=== Entries provided ===

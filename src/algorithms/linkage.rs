use crate::core::distance_matrix::DistanceMatrix;
use crate::core::partition::Partition;

/// One agglomeration step of the dendrogram.
///
/// Node numbering follows the usual linkage-matrix convention: leaves are
/// `0..n`, and the cluster created by merge `k` is node `n + k`.
#[derive(Debug, Clone, PartialEq)]
pub struct Merge {
    pub left: usize,
    pub right: usize,
    /// Average pairwise distance between the two merged clusters.
    pub distance: f64,
    /// Number of leaves under the new node.
    pub size: usize,
}

/// Average-linkage (UPGMA) agglomerative clustering.
///
/// Repeatedly merges the two closest active clusters, updating distances with
/// the Lance–Williams rule `d(a∪b, k) = (n_a d(a,k) + n_b d(b,k)) / (n_a + n_b)`.
/// Ties are broken by the lowest pair of slots. Non-finite distances are
/// treated as infinitely far. Returns `n - 1` merges for `n >= 1` leaves.
pub fn average_linkage(dm: &DistanceMatrix) -> Vec<Merge> {
    let n = dm.len();
    if n < 2 {
        return vec![];
    }

    // Working copy indexed by slot; merged clusters reuse the lower slot.
    let mut d: Vec<Vec<f64>> = (0..n)
        .map(|i| {
            dm.row(i)
                .iter()
                .map(|&v| if v.is_finite() { v } else { f64::INFINITY })
                .collect()
        })
        .collect();
    let mut active = vec![true; n];
    let mut size = vec![1usize; n];
    let mut node = (0..n).collect::<Vec<_>>();
    let mut merges = Vec::with_capacity(n - 1);

    for step in 0..(n - 1) {
        let mut best = (usize::MAX, usize::MAX, f64::INFINITY);
        for i in 0..n {
            if !active[i] {
                continue;
            }
            for j in (i + 1)..n {
                if active[j] && (d[i][j] < best.2 || best.0 == usize::MAX) {
                    best = (i, j, d[i][j]);
                }
            }
        }
        let (a, b, dist) = best;

        let (na, nb) = (size[a] as f64, size[b] as f64);
        for k in 0..n {
            if !active[k] || k == a || k == b {
                continue;
            }
            let merged = (na * d[a][k] + nb * d[b][k]) / (na + nb);
            d[a][k] = merged;
            d[k][a] = merged;
        }

        let (left, right) = if node[a] < node[b] {
            (node[a], node[b])
        } else {
            (node[b], node[a])
        };
        merges.push(Merge {
            left,
            right,
            distance: dist,
            size: size[a] + size[b],
        });

        size[a] += size[b];
        active[b] = false;
        node[a] = n + step;
    }

    merges
}

/// Flat cluster labels from cutting the dendrogram at `threshold`.
///
/// Two leaves share a label iff they are joined by merges whose distance is
/// `<= threshold`. Average linkage never produces inversions, so this equals a
/// cut on cophenetic distance. Labels are union-find roots (arbitrary values).
pub fn cut_at_distance(n: usize, merges: &[Merge], threshold: f64) -> Vec<usize> {
    let mut parent: Vec<usize> = (0..n + merges.len()).collect();

    fn find(parent: &mut [usize], mut x: usize) -> usize {
        while parent[x] != x {
            parent[x] = parent[parent[x]];
            x = parent[x];
        }
        x
    }

    for (k, m) in merges.iter().enumerate() {
        if m.distance <= threshold {
            let new_node = n + k;
            let ra = find(&mut parent, m.left);
            let rb = find(&mut parent, m.right);
            parent[ra] = new_node;
            parent[rb] = new_node;
        }
    }

    (0..n).map(|leaf| find(&mut parent, leaf)).collect()
}

/// Cluster hospitals by average linkage cut at a distance threshold.
///
/// Produces a strict partition: every hospital lands in exactly one cluster,
/// singletons included. An empty matrix gives an empty partition and a single
/// hospital gives one singleton cluster.
pub fn cluster(dm: &DistanceMatrix, threshold: f64) -> Partition {
    let merges = average_linkage(dm);
    let labels = cut_at_distance(dm.len(), &merges, threshold);
    let partition = Partition::from_labels(&dm.hospital_ids, &labels);
    tracing::debug!(
        hospitals = dm.len(),
        clusters = partition.len(),
        threshold,
        "Cut average-linkage dendrogram"
    );
    partition
}
use crate::algorithms::common::autocovariance;
use crate::core::distance_metric::SeriesDistance;

/// Autocorrelation function of a series out to `nlags`.
///
/// `acf[k] = acov[k] / acov[0]`, so `acf[0] = 1`. A constant series has no
/// defined autocorrelation; it resolves to `[1, 0, 0, ...]`.
pub fn acf(xs: &[f64], nlags: usize) -> Vec<f64> {
    let acov = autocovariance(xs, nlags);
    let c0 = acov[0];
    if c0 <= 1e-24 || !c0.is_finite() {
        let mut out = vec![0.0; nlags + 1];
        out[0] = 1.0;
        return out;
    }
    acov.iter().map(|c| c / c0).collect()
}

/// Euclidean distance between the autocorrelation vectors of two series.
///
/// Lags run out to `min(len_a, len_b) / 2`, so both vectors have the same
/// length. Series shorter than two points compare only lag 0, giving d = 0.
#[derive(Debug, Clone)]
pub struct AcfDistance;

impl SeriesDistance for AcfDistance {
    fn distance(a: &[f64], b: &[f64]) -> f64 {
        let nlags = a.len().min(b.len()) / 2;
        let acf_a = acf(a, nlags);
        let acf_b = acf(b, nlags);
        let d = acf_a
            .iter()
            .zip(&acf_b)
            .map(|(x, y)| (x - y) * (x - y))
            .sum::<f64>()
            .sqrt();
        if d.is_finite() {
            d
        } else {
            0.0
        }
    }
}
use std::path::Path;

use serde::{Deserialize, Serialize};

use crate::algorithms::forecast::MIN_OBSERVATIONS;
use crate::algorithms::spread::{DEFAULT_MAX_LAG, DEFAULT_SIGNIFICANCE};
use crate::core::distance_metric::Metric;
use crate::error::{OutbreakError, Result};

/// Top-level tuning for one deployment.
///
/// Every field has a default, so a partial JSON document only overrides what
/// it names.
#[derive(Debug, Clone, PartialEq, Serialize, Deserialize)]
#[serde(default)]
pub struct AnalysisConfig {
    pub clustering: ClusteringConfig,
    pub spread: SpreadConfig,
    pub forecast: ForecastConfig,
    pub alerts: AlertConfig,
    pub integrity: IntegrityConfig,
    pub simulation: SimulationConfig,
    /// Lifetime of a cached clustering result.
    pub cache_ttl_secs: u64,
}

impl Default for AnalysisConfig {
    fn default() -> Self {
        Self {
            clustering: ClusteringConfig::default(),
            spread: SpreadConfig::default(),
            forecast: ForecastConfig::default(),
            alerts: AlertConfig::default(),
            integrity: IntegrityConfig::default(),
            simulation: SimulationConfig::default(),
            cache_ttl_secs: 300,
        }
    }
}

impl AnalysisConfig {
    pub fn from_json_str(s: &str) -> Result<Self> {
        let cfg: Self = serde_json::from_str(s)?;
        cfg.validate()?;
        Ok(cfg)
    }

    pub fn from_path(path: impl AsRef<Path>) -> Result<Self> {
        let text = std::fs::read_to_string(path)?;
        Self::from_json_str(&text)
    }

    pub fn validate(&self) -> Result<()> {
        let fail = |msg: &str| Err(OutbreakError::InvalidConfig(msg.to_string()));
        if !(self.clustering.threshold >= 0.0) {
            return fail("clustering.threshold must be >= 0");
        }
        if !(-1.0..=1.0).contains(&self.spread.significance) {
            return fail("spread.significance must lie in [-1, 1]");
        }
        if self.alerts.warning_occupancy > self.alerts.critical_occupancy {
            return fail("alerts.warning_occupancy must not exceed critical_occupancy");
        }
        self.integrity.check()?;
        self.simulation.check()
    }
}

#[derive(Debug, Clone, PartialEq, Serialize, Deserialize)]
#[serde(default)]
pub struct ClusteringConfig {
    pub metric: Metric,
    /// Dendrogram cut height, in the metric's units.
    pub threshold: f64,
}

impl Default for ClusteringConfig {
    fn default() -> Self {
        Self {
            metric: Metric::Spatial,
            threshold: 0.05,
        }
    }
}

#[derive(Debug, Clone, PartialEq, Serialize, Deserialize)]
#[serde(default)]
pub struct SpreadConfig {
    pub max_lag: usize,
    pub significance: f64,
}

impl Default for SpreadConfig {
    fn default() -> Self {
        Self {
            max_lag: DEFAULT_MAX_LAG,
            significance: DEFAULT_SIGNIFICANCE,
        }
    }
}

#[derive(Debug, Clone, PartialEq, Serialize, Deserialize)]
#[serde(default)]
pub struct ForecastConfig {
    pub horizon: usize,
    pub min_observations: usize,
}

impl Default for ForecastConfig {
    fn default() -> Self {
        Self {
            horizon: 7,
            min_observations: MIN_OBSERVATIONS,
        }
    }
}

#[derive(Debug, Clone, PartialEq, Serialize, Deserialize)]
#[serde(default)]
pub struct AlertConfig {
    /// Occupancy at or above this fraction is CRITICAL (inclusive: 90/100 beds qualifies).
    pub critical_occupancy: f64,
    /// Occupancy at or above this fraction, and below critical, is WARNING.
    pub warning_occupancy: f64,
    /// Recent flu cases as a fraction of total beds that counts as a surge.
    pub surge_fraction: f64,
    pub window_days: u64,
    pub velocity_multiplier: f64,
    pub velocity_floor: f64,
    /// Recent cases across a hospital's cluster above which risk is high.
    pub cluster_risk_cases: f64,
}

impl Default for AlertConfig {
    fn default() -> Self {
        Self {
            critical_occupancy: 0.90,
            warning_occupancy: 0.80,
            surge_fraction: 0.20,
            window_days: 7,
            velocity_multiplier: 2.0,
            velocity_floor: 10.0,
            cluster_risk_cases: 5.0,
        }
    }
}

/// Latitude/longitude rectangle, bounds inclusive.
#[derive(Debug, Clone, Copy, PartialEq, Serialize, Deserialize)]
pub struct BoundingBox {
    pub min_lat: f64,
    pub max_lat: f64,
    pub min_lon: f64,
    pub max_lon: f64,
}

impl BoundingBox {
    pub fn contains(&self, latitude: f64, longitude: f64) -> bool {
        (self.min_lat..=self.max_lat).contains(&latitude)
            && (self.min_lon..=self.max_lon).contains(&longitude)
    }

    pub fn is_valid(&self) -> bool {
        self.min_lat <= self.max_lat && self.min_lon <= self.max_lon
    }
}

impl Default for BoundingBox {
    /// Southern Ontario through Hudson Bay.
    fn default() -> Self {
        Self {
            min_lat: 41.0,
            max_lat: 57.0,
            min_lon: -96.0,
            max_lon: -74.0,
        }
    }
}

#[derive(Debug, Clone, PartialEq, Serialize, Deserialize)]
#[serde(default)]
pub struct IntegrityConfig {
    pub region: BoundingBox,
    pub window_secs: i64,
    /// More reports than this in the window are rejected.
    pub reject_above: usize,
    /// More reports than this in the window are down-weighted.
    pub suspicious_above: usize,
    pub baseline_trust: f64,
    pub suspicious_trust: f64,
    pub out_of_region_trust: f64,
}

/// Longest rate-limit window `chrono` can represent, in seconds.
pub const MAX_WINDOW_SECS: i64 = i64::MAX / 1000;

impl IntegrityConfig {
    pub fn check(&self) -> Result<()> {
        let fail = |msg: &str| Err(OutbreakError::InvalidConfig(msg.to_string()));
        if !(1..=MAX_WINDOW_SECS).contains(&self.window_secs) {
            return fail("integrity.window_secs must lie in [1, i64::MAX / 1000]");
        }
        if self.suspicious_above > self.reject_above {
            return fail("integrity.suspicious_above must not exceed reject_above");
        }
        if !self.region.is_valid() {
            return fail("integrity.region bounds are inverted");
        }
        Ok(())
    }
}

impl Default for IntegrityConfig {
    fn default() -> Self {
        Self {
            region: BoundingBox::default(),
            window_secs: 3600,
            reject_above: 5,
            suspicious_above: 2,
            baseline_trust: 0.5,
            suspicious_trust: 0.1,
            out_of_region_trust: 0.01,
        }
    }
}

#[derive(Debug, Clone, PartialEq, Serialize, Deserialize)]
#[serde(default)]
pub struct SimulationConfig {
    /// Baseline transmission rate per day.
    pub beta: f64,
    /// Recovery rate per day (1 / infectious days).
    pub gamma: f64,
    /// Largest fraction of `beta` an intervention can remove.
    pub max_reduction: f64,
}

impl Default for SimulationConfig {
    fn default() -> Self {
        Self {
            beta: 0.3,
            gamma: 0.1,
            max_reduction: 0.7,
        }
    }
}

impl SimulationConfig {
    pub fn check(&self) -> Result<()> {
        if !(self.beta >= 0.0 && self.gamma >= 0.0) {
            return Err(OutbreakError::InvalidConfig(
                "simulation.beta and simulation.gamma must be >= 0".to_string(),
            ));
        }
        if !(0.0..=1.0).contains(&self.max_reduction) {
            return Err(OutbreakError::InvalidConfig(
                "simulation.max_reduction must lie in [0, 1]".to_string(),
            ));
        }
        Ok(())
    }
}
use crate::algorithms::common::pearson;
use crate::core::distance_metric::SeriesDistance;

/// Correlation distance: `d = sqrt(2 * (1 - r))` with `r` the Pearson
/// correlation of the two series.
///
/// Edge cases:
/// - Undefined correlation (constant series, fewer than 2 points) → r = 0,
///   so d = sqrt(2)
/// - Mismatched lengths → compared over the common prefix
/// - `r` is clamped to [-1, 1], so d lies in [0, 2]
#[derive(Debug, Clone)]
pub struct CorrelationDistance;

impl SeriesDistance for CorrelationDistance {
    fn distance(a: &[f64], b: &[f64]) -> f64 {
        let n = a.len().min(b.len());
        let r = pearson(&a[..n], &b[..n]).unwrap_or(0.0);
        (2.0 * (1.0 - r)).max(0.0).sqrt()
    }
}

===

* _What the task asks_: Print exactly the lines above, between the one holding "one singleton cluster." and the one holding "let acov = autocovariance(xs, nlags);", inclusive, and nothing besides.

* _Answer section_:
/// hospital gives one singleton cluster.
pub fn cluster(dm: &DistanceMatrix, threshold: f64) -> Partition {
    let merges = average_linkage(dm);
    let labels = cut_at_distance(dm.len(), &merges, threshold);
    let partition = Partition::from_labels(&dm.hospital_ids, &labels);
    tracing::debug!(
        hospitals = dm.len(),
        clusters = partition.len(),
        threshold,
        "Cut average-linkage dendrogram"
    );
    partition
}
use crate::algorithms::common::autocovariance;
use crate::core::distance_metric::SeriesDistance;

/// Autocorrelation function of a series out to `nlags`.
///
/// `acf[k] = acov[k] / acov[0]`, so `acf[0] = 1`. A constant series has no
/// defined autocorrelation; it resolves to `[1, 0, 0, ...]`.
pub fn acf(xs: &[f64], nlags: usize) -> Vec<f64> {
    let acov = autocovariance(xs, nlags);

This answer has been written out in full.